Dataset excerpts
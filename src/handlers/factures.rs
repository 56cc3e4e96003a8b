use axum::{
    extract::{Path, Query, State},
    http::StatusCode,
    Json,
};
use uuid::Uuid;

use super::common::{
    created_response, success_response, Created, NextStatusesResponse, PaginatedResponse,
    PaginationParams, StatusChangeRequest,
};
use crate::{
    entities::facture::{self, FactureStatus},
    errors::ServiceError,
    services::factures::{
        CancelFactureRequest, CreateFactureRequest, EmitFactureRequest, FactureFilter,
    },
    ApiResult, AppState,
};

pub async fn list_factures(
    State(state): State<AppState>,
    Query(pagination): Query<PaginationParams>,
    Query(filter): Query<FactureFilter>,
) -> ApiResult<PaginatedResponse<facture::Model>> {
    let page = state
        .services
        .factures
        .list(filter, pagination.to_request(&state.config))
        .await?;
    Ok(success_response(page.into()))
}

/// Drafts an invoice from delivered notes.
pub async fn create_facture(
    State(state): State<AppState>,
    Json(request): Json<CreateFactureRequest>,
) -> Result<Created<facture::Model>, ServiceError> {
    Ok(created_response(
        state.services.factures.create_from_bdls(request).await?,
    ))
}

pub async fn get_facture(
    State(state): State<AppState>,
    Path(id): Path<Uuid>,
) -> ApiResult<facture::Model> {
    Ok(success_response(state.services.factures.get(id).await?))
}

pub async fn delete_facture(
    State(state): State<AppState>,
    Path(id): Path<Uuid>,
) -> Result<StatusCode, ServiceError> {
    state.services.factures.delete(id).await?;
    Ok(StatusCode::NO_CONTENT)
}

pub async fn facture_next_statuses(
    State(state): State<AppState>,
    Path(id): Path<Uuid>,
) -> ApiResult<NextStatusesResponse> {
    let current = state.services.factures.get(id).await?;
    Ok(success_response(NextStatusesResponse::new(current.statut, None)))
}

pub async fn change_facture_status(
    State(state): State<AppState>,
    Path(id): Path<Uuid>,
    Json(request): Json<StatusChangeRequest>,
) -> ApiResult<facture::Model> {
    let to = request.target::<FactureStatus>()?;
    Ok(success_response(
        state
            .services
            .factures
            .transition(id, to, request.motif)
            .await?,
    ))
}

pub async fn emit_facture(
    State(state): State<AppState>,
    Path(id): Path<Uuid>,
    body: Option<Json<EmitFactureRequest>>,
) -> ApiResult<facture::Model> {
    let request = body.map(|Json(r)| r).unwrap_or_default();
    Ok(success_response(
        state.services.factures.emit(id, request).await?,
    ))
}

pub async fn cancel_facture(
    State(state): State<AppState>,
    Path(id): Path<Uuid>,
    Json(request): Json<CancelFactureRequest>,
) -> ApiResult<facture::Model> {
    Ok(success_response(
        state.services.factures.cancel(id, request).await?,
    ))
}
use axum::{extract::State, http::StatusCode, response::IntoResponse, Json};
use serde::{Deserialize, Serialize};
use std::time::Instant;

use crate::handlers::AppState;

/// Component health status
#[derive(Debug, Clone, Copy, PartialEq, Eq, Serialize, Deserialize)]
#[serde(rename_all = "lowercase")]
pub enum ComponentStatus {
    Up,
    Down,
}

#[derive(Debug, Clone, Serialize, Deserialize)]
pub struct HealthResponse {
    pub status: ComponentStatus,
    pub version: String,
    pub timestamp: String,
    pub database: ComponentStatus,
    #[serde(skip_serializing_if = "Option::is_none")]
    pub database_latency_ms: Option<u64>,
    #[serde(skip_serializing_if = "Option::is_none")]
    pub error: Option<String>,
}

/// Pings the database; 503 when it is unreachable.
pub async fn health_check(State(state): State<AppState>) -> impl IntoResponse {
    let start = Instant::now();
    let result = crate::db::check_connection(&state.db).await;
    let latency = start.elapsed().as_millis() as u64;

    let (status_code, status, error) = match result {
        Ok(()) => (StatusCode::OK, ComponentStatus::Up, None),
        Err(e) => (
            StatusCode::SERVICE_UNAVAILABLE,
            ComponentStatus::Down,
            Some(e.to_string()),
        ),
    };

    (
        status_code,
        Json(HealthResponse {
            status,
            version: env!("CARGO_PKG_VERSION").to_string(),
            timestamp: chrono::Utc::now().to_rfc3339(),
            database: status,
            database_latency_ms: Some(latency),
            error,
        }),
    )
}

**TASK:**
An exact reproduction of all the records is required.

**WRITTEN ANSWER:**
filename src/handlers/factures.rs
repository 56cc3e4e96003a8b
use axum::{
    extract::{Path, Query, State},
    http::StatusCode,
    Json,
};
use uuid::Uuid;

use super::common::{
    created_response, success_response, Created, NextStatusesResponse, PaginatedResponse,
    PaginationParams, StatusChangeRequest,
};
use crate::{
    entities::facture::{self, FactureStatus},
    errors::ServiceError,
    services::factures::{
        CancelFactureRequest, CreateFactureRequest, EmitFactureRequest, FactureFilter,
    },
    ApiResult, AppState,
};

pub async fn list_factures(
    State(state): State<AppState>,
    Query(pagination): Query<PaginationParams>,
    Query(filter): Query<FactureFilter>,
) -> ApiResult<PaginatedResponse<facture::Model>> {
    let page = state
        .services
        .factures
        .list(filter, pagination.to_request(&state.config))
        .await?;
    Ok(success_response(page.into()))
}

/// Drafts an invoice from delivered notes.
pub async fn create_facture(
    State(state): State<AppState>,
    Json(request): Json<CreateFactureRequest>,
) -> Result<Created<facture::Model>, ServiceError> {
    Ok(created_response(
        state.services.factures.create_from_bdls(request).await?,
    ))
}

pub async fn get_facture(
    State(state): State<AppState>,
    Path(id): Path<Uuid>,
) -> ApiResult<facture::Model> {
    Ok(success_response(state.services.factures.get(id).await?))
}

pub async fn delete_facture(
    State(state): State<AppState>,
    Path(id): Path<Uuid>,
) -> Result<StatusCode, ServiceError> {
    state.services.factures.delete(id).await?;
    Ok(StatusCode::NO_CONTENT)
}

pub async fn facture_next_statuses(
    State(state): State<AppState>,
    Path(id): Path<Uuid>,
) -> ApiResult<NextStatusesResponse> {
    let current = state.services.factures.get(id).await?;
    Ok(success_response(NextStatusesResponse::new(current.statut, None)))
}

pub async fn change_facture_status(
    State(state): State<AppState>,
    Path(id): Path<Uuid>,
    Json(request): Json<StatusChangeRequest>,
) -> ApiResult<facture::Model> {
    let to = request.target::<FactureStatus>()?;
    Ok(success_response(
        state
            .services
            .factures
            .transition(id, to, request.motif)
            .await?,
    ))
}

pub async fn emit_facture(
    State(state): State<AppState>,
    Path(id): Path<Uuid>,
    body: Option<Json<EmitFactureRequest>>,
) -> ApiResult<facture::Model> {
    let request = body.map(|Json(r)| r).unwrap_or_default();
    Ok(success_response(
        state.services.factures.emit(id, request).await?,
    ))
}

pub async fn cancel_facture(
    State(state): State<AppState>,
    Path(id): Path<Uuid>,
    Json(request): Json<CancelFactureRequest>,
) -> ApiResult<facture::Model> {
    Ok(success_response(
        state.services.factures.cancel(id, request).await?,
    ))
}
use axum::{extract::State, http::StatusCode, response::IntoResponse, Json};
use serde::{Deserialize, Serialize};
use std::time::Instant;

use crate::handlers::AppState;

/// Component health status
#[derive(Debug, Clone, Copy, PartialEq, Eq, Serialize, Deserialize)]
#[serde(rename_all = "lowercase")]
pub enum ComponentStatus {
    Up,
    Down,
}

#[derive(Debug, Clone, Serialize, Deserialize)]
pub struct HealthResponse {
    pub status: ComponentStatus,
    pub version: String,
    pub timestamp: String,
    pub database: ComponentStatus,
    #[serde(skip_serializing_if = "Option::is_none")]
    pub database_latency_ms: Option<u64>,
    #[serde(skip_serializing_if = "Option::is_none")]
    pub error: Option<String>,
}

/// Pings the database; 503 when it is unreachable.
pub async fn health_check(State(state): State<AppState>) -> impl IntoResponse {
    let start = Instant::now();
    let result = crate::db::check_connection(&state.db).await;
    let latency = start.elapsed().as_millis() as u64;

    let (status_code, status, error) = match result {
        Ok(()) => (StatusCode::OK, ComponentStatus::Up, None),
        Err(e) => (
            StatusCode::SERVICE_UNAVAILABLE,
            ComponentStatus::Down,
            Some(e.to_string()),
        ),
    };

    (
        status_code,
        Json(HealthResponse {
            status,
            version: env!("CARGO_PKG_VERSION").to_string(),
            timestamp: chrono::Utc::now().to_rfc3339(),
            database: status,
            database_latency_ms: Some(latency),
            error,
        }),
    )
}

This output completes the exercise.